Please state how many lines in the records that follow include "DiffRow", with no other output.

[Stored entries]
━━━
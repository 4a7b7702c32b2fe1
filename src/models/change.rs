//! Change records and diff rows emitted by a run.

use std::fmt;

use chrono::{DateTime, Utc};
use serde::{Deserialize, Serialize};

/// Per-target, per-run outcome classification.
#[derive(Debug, Clone, Copy, Serialize, Deserialize, PartialEq, Eq, Hash)]
#[serde(rename_all = "SCREAMING_SNAKE_CASE")]
pub enum ChangeFlag {
    FirstRun,
    NoChange,
    Changed,
    Blocked,
    Error,
}

impl ChangeFlag {
    pub const ALL: [ChangeFlag; 5] = [
        ChangeFlag::FirstRun,
        ChangeFlag::NoChange,
        ChangeFlag::Changed,
        ChangeFlag::Blocked,
        ChangeFlag::Error,
    ];

    pub fn as_str(&self) -> &'static str {
        match self {
            ChangeFlag::FirstRun => "FIRST_RUN",
            ChangeFlag::NoChange => "NO_CHANGE",
            ChangeFlag::Changed => "CHANGED",
            ChangeFlag::Blocked => "BLOCKED",
            ChangeFlag::Error => "ERROR",
        }
    }
}

impl fmt::Display for ChangeFlag {
    fn fmt(&self, f: &mut fmt::Formatter<'_>) -> fmt::Result {
        f.write_str(self.as_str())
    }
}

/// Row count for observed outcomes, reason text for blocked and failed ones.
#[derive(Debug, Clone, Serialize, Deserialize, PartialEq, Eq)]
#[serde(untagged)]
pub enum ChangeDetail {
    Count(usize),
    Reason(String),
}

impl fmt::Display for ChangeDetail {
    fn fmt(&self, f: &mut fmt::Formatter<'_>) -> fmt::Result {
        match self {
            ChangeDetail::Count(count) => write!(f, "{count}"),
            ChangeDetail::Reason(reason) => f.write_str(reason),
        }
    }
}

/// One line of the change summary log.
#[derive(Debug, Clone, Serialize, Deserialize, PartialEq, Eq)]
pub struct ChangeRecord {
    pub run_time: DateTime<Utc>,
    pub target_name: String,
    pub url: String,
    #[serde(rename = "change_flag")]
    pub flag: ChangeFlag,
    #[serde(rename = "change_detail")]
    pub detail: ChangeDetail,
}

impl ChangeRecord {
    /// Diff row count, when the detail carries one.
    pub fn change_count(&self) -> Option<usize> {
        match self.detail {
            ChangeDetail::Count(count) => Some(count),
            ChangeDetail::Reason(_) => None,
        }
    }
}

/// One unit of difference between a prior and a current snapshot.
#[derive(Debug, Clone, Serialize, Deserialize, PartialEq, Eq)]
pub struct DiffRow {
    /// 1-based position in the prior content's lines; 0 for structured rows
    pub line_no: usize,
    pub before: String,
    pub after: String,
    /// Length of the untruncated before text, in chars
    pub before_len: usize,
    /// Length of the untruncated after text, in chars
    pub after_len: usize,
    pub delta_len: i64,
}

impl DiffRow {
    /// Build a row, measuring lengths on the full texts and storing the
    /// (possibly truncated) display values.
    pub fn new(
        line_no: usize,
        full_before: &str,
        full_after: &str,
        before: String,
        after: String,
    ) -> Self {
        let before_len = full_before.chars().count();
        let after_len = full_after.chars().count();
        Self {
            line_no,
            before,
            after,
            before_len,
            after_len,
            delta_len: after_len as i64 - before_len as i64,
        }
    }
}

/// A diff row as written to the diff archive log.
#[derive(Debug, Clone, Serialize, Deserialize, PartialEq, Eq)]
pub struct DiffEntry {
    pub run_time: DateTime<Utc>,
    pub target_name: String,
    pub url: String,
    #[serde(flatten)]
    pub row: DiffRow,
}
━━━
**Output of the task**
3